Racconti di sport

Racconti di sport: l’antidivo

Storia, aneddotti e curiosità di Antonio Elia Acerbis.

Alcuni storceranno la bocca ma, a mio giudizio, Antonio Elia Acerbis è stato il centrocampista più forte di tutti i tempi. La gente lo adorava e che fosse un predestinato non c’era dubbio. Il nome di per sé dovrebbe bastare (i nomi, si sa, sono importanti). Elia, come il profeta, che significa “Il mio Dio è il Signore”. E poi “Antonio”, diffuso nel mondo intero e dall’incerta etimologia, potrebbe significare “Colui che fronteggia i suoi avversari”. Non aggiungo altro per ovvi motivi.

Acerbis è nato il 31 Gennaio 1960 a Milano, in quegli anni città non ancora “da bere” neanche nei sogni dei comunicatori pubblicitari. E men che meno nella testa del nostro. Tant’è che, se andate su Wikipedia, non a caso la prima cosa che leggete è: “Viene ricordato per la sua reticenza a rilasciare interviste ai giornalisti”.

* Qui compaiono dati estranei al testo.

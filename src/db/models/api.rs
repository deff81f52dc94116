use serde::Serialize;

use super::space::Space;

// 统一的错误/消息响应体
#[derive(Serialize, Debug)]
#[serde(rename_all = "camelCase")]
pub struct MessageBody {
    pub message: String,
    #[serde(skip_serializing_if = "Option::is_none")]
    pub errors: Option<Vec<String>>,
    #[serde(skip_serializing_if = "Option::is_none")]
    pub missing_fields: Option<Vec<String>>,
}

#[derive(Serialize, Debug)]
#[serde(rename_all = "camelCase")]
pub struct SpaceCreated {
    pub message: String,
    pub space_id: String,
    pub space: Space,
}

#[derive(Serialize, Debug)]
pub struct HealthStatus {
    pub status: &'static str,
}

// 便捷构造函数
impl MessageBody {
    pub fn new(message: impl Into<String>) -> Self {
        Self {
            message: message.into(),
            errors: None,
            missing_fields: None,
        }
    }

    pub fn with_errors(message: impl Into<String>, errors: Vec<String>) -> Self {
        Self {
            message: message.into(),
            errors: Some(errors),
            missing_fields: None,
        }
    }

    pub fn missing_fields(fields: Vec<String>) -> Self {
        Self {
            message: messages::MISSING_FIELDS.to_string(),
            errors: None,
            missing_fields: Some(fields),
        }
    }
}

impl SpaceCreated {
    pub fn new(space: Space) -> Self {
        Self {
            message: messages::SPACE_CREATED.to_string(),
            space_id: space.id.clone(),
            space,
        }
    }
}

// Messages clients match on; keep them stable.
pub mod messages {
    pub const BODY_REQUIRED: &str = "Request body is required";
    pub const INVALID_JSON: &str = "Invalid JSON in request body";
    pub const MISSING_FIELDS: &str = "Missing required fields";
    pub const VALIDATION_FAILED: &str = "Validation failed";
    pub const INVALID_ID: &str = "Invalid space ID format";
    pub const ID_REQUIRED: &str = "Space ID is required";
    pub const ID_REQUIRED_IN_QUERY: &str = "Space ID is required in query parameters";
    pub const NO_UPDATABLE_ATTRIBUTE: &str = "Request body must contain at least one valid attribute to update (location, ward, photoUrl)";
    pub const SPACE_NOT_FOUND: &str = "Space not found";
    pub const SPACE_CREATED: &str = "Space created successfully";
    pub const FORBIDDEN: &str = "Forbidden";
    pub const METHOD_NOT_ALLOWED: &str = "Method Not Allowed";
    pub const INTERNAL_ERROR: &str = "Internal Server Error";
    /// Read and create report store failures with this spelling.
    pub const INTERNAL_ERROR_LOWER: &str = "Internal server error";
    pub const CONFIGURATION_ERROR: &str = "Configuration error";

    pub fn space_deleted(id: &str) -> String {
        format!("Space with id {} deleted successfully", id)
    }
}
// CORS policy for the Spaces endpoint
use axum::http::{HeaderName, HeaderValue, Method, header};
use tower_http::cors::{AllowOrigin, CorsLayer};

use crate::error::{AppError, AppResult};
use crate::services::context::{SpaceRequest, SpaceResponse};

pub const ALLOWED_METHODS: &str = "GET, POST, PUT, DELETE, OPTIONS";
pub const ALLOWED_HEADERS: &str =
    "Content-Type, X-Amz-Date, Authorization, X-Api-Key, X-Amz-Security-Token";

/// The single web origin allowed to call the API with credentials.
#[derive(Clone, Debug)]
pub struct CorsPolicy {
    allowed_origin: Option<String>,
}

impl CorsPolicy {
    pub fn new(allowed_origin: Option<String>) -> Self {
        Self {
            allowed_origin: allowed_origin.filter(|o| !o.is_empty()),
        }
    }

    pub fn allowed_origin(&self) -> Option<&str> {
        self.allowed_origin.as_deref()
    }

    /// The configured origin, or a configuration error when there is none.
    pub fn require_origin(&self) -> AppResult<&str> {
        self.allowed_origin.as_deref().ok_or_else(|| {
            AppError::Config("ALLOWED_ORIGIN is not configured".to_string())
        })
    }

    /// Writes the CORS headers into `response`.
    ///
    /// The request `Origin` is echoed only when it equals the configured
    /// origin; any other origin gets the configured one back. Fails with a
    /// configuration error when no origin is configured.
    pub fn add_cors_headers(
        &self,
        response: &mut SpaceResponse,
        request: Option<&SpaceRequest>,
    ) -> AppResult<()> {
        let allowed = self.require_origin()?;

        let origin = request
            .and_then(SpaceRequest::origin)
            .filter(|origin| *origin == allowed)
            .unwrap_or(allowed);
        let origin = HeaderValue::from_str(origin)
            .map_err(|e| AppError::Config(format!("Invalid allowed origin: {}", e)))?;

        let headers = &mut response.headers;
        headers.insert(header::ACCESS_CONTROL_ALLOW_ORIGIN, origin);
        headers.insert(
            header::ACCESS_CONTROL_ALLOW_METHODS,
            HeaderValue::from_static(ALLOWED_METHODS),
        );
        headers.insert(
            header::ACCESS_CONTROL_ALLOW_HEADERS,
            HeaderValue::from_static(ALLOWED_HEADERS),
        );
        headers.insert(
            header::ACCESS_CONTROL_ALLOW_CREDENTIALS,
            HeaderValue::from_static("true"),
        );
        Ok(())
    }

    /// Layer answering browser preflight requests with the same policy.
    /// `None` when no valid origin is configured.
    pub fn preflight_layer(&self) -> Option<CorsLayer> {
        let origin = HeaderValue::from_str(self.allowed_origin.as_deref()?).ok()?;

        Some(
            CorsLayer::new()
                .allow_origin(AllowOrigin::exact(origin))
                .allow_methods([
                    Method::GET,
                    Method::POST,
                    Method::PUT,
                    Method::DELETE,
                    Method::OPTIONS,
                ])
                .allow_headers([
                    header::CONTENT_TYPE,
                    HeaderName::from_static("x-amz-date"),
                    header::AUTHORIZATION,
                    HeaderName::from_static("x-api-key"),
                    HeaderName::from_static("x-amz-security-token"),
                ])
                .allow_credentials(true),
        )
    }
}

Vituperio!! Un calciatore che non cura i rapporti con la stampa! Ma che mondo è mai questo?

Il fatto è che, ad Acerbis, dell’immagine non importava nulla.

D’altronde, cosa ci si poteva aspettare da uno che si recava in allenamento in Fiat 126? Solo Liedholm (altro grande dei nostri tempi) prima di lui aveva osato tanto.

Ad Acerbis interessava “giocare al calcio” e questo è tutto.

Si narra ancora che l’ingaggio, nel 1986, da parte della Lazio (l’anno del “meno 9”) fu caldeggiato da Eugenio Fascetti. Sarebbe interessante compendiare su quelli che possono esser stati i rapporti tra i due. Andavano d’accordo? Si sono mai picchiati? Per un periodo girò perfino la voce che, al termine della carriera, Antonio Elia si fosse trasferito alle Seychelles a gestire un autonoleggio.

Notizia non vera e qui mi fermo.

Una delle cose che preferisco del calcio sono le leggende metropolitane. Mi piace anche molto la definizione di “antieroe”, pescata ancora su internet.

Perché Acerbis era così, come dice il cognome: uno che non era “pronto” per il mondo del pallone.

E forse è stato un bene così.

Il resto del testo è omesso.